Directions => Transcribe only part of the material below: the lines from the one containing "pub fn is_frame_zeroed(&self, frame: FrameIndex)" through the one containing "pub trait BackingStore", inclusive, exactly as written.

Content starts

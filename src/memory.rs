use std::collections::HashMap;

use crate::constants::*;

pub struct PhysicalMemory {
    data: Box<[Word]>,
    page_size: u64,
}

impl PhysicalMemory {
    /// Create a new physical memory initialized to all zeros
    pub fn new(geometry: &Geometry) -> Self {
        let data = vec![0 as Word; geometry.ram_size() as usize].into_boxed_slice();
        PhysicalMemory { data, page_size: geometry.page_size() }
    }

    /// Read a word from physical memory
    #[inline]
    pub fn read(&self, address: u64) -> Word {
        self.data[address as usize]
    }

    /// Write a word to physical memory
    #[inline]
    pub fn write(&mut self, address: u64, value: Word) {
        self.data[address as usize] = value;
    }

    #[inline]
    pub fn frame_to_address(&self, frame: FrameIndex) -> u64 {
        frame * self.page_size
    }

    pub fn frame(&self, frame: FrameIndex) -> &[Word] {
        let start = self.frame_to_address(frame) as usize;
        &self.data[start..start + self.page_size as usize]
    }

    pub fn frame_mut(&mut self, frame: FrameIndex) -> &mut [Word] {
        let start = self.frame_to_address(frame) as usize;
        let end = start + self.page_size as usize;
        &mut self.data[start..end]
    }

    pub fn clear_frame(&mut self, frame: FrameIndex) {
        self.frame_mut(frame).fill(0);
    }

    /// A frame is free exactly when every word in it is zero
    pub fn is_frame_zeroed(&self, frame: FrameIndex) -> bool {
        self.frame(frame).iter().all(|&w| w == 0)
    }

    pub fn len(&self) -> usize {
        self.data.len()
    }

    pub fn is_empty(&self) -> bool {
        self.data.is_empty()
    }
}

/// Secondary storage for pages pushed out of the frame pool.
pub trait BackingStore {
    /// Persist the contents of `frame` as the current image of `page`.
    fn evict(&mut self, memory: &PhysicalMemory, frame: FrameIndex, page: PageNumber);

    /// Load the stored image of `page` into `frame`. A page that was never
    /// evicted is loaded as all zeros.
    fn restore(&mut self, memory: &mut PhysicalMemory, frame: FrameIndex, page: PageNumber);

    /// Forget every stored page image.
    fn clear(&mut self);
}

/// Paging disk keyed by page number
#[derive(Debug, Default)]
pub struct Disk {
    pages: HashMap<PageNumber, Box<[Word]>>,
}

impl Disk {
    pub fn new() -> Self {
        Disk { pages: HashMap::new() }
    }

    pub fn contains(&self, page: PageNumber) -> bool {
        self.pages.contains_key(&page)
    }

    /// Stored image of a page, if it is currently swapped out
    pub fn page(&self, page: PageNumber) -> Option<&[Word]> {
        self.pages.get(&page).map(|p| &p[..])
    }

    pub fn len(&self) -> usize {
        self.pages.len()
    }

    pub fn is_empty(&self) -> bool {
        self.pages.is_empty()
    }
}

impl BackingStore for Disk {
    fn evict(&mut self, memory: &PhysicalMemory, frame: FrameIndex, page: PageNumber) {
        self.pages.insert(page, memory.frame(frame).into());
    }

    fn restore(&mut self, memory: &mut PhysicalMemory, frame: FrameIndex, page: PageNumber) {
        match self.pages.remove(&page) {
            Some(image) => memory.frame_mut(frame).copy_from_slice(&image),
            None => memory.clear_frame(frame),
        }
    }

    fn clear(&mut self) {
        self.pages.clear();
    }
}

Content ends

Your response =>
    pub fn is_frame_zeroed(&self, frame: FrameIndex) -> bool {
        self.frame(frame).iter().all(|&w| w == 0)
    }

    pub fn len(&self) -> usize {
        self.data.len()
    }

    pub fn is_empty(&self) -> bool {
        self.data.is_empty()
    }
}

/// Secondary storage for pages pushed out of the frame pool.
pub trait BackingStore {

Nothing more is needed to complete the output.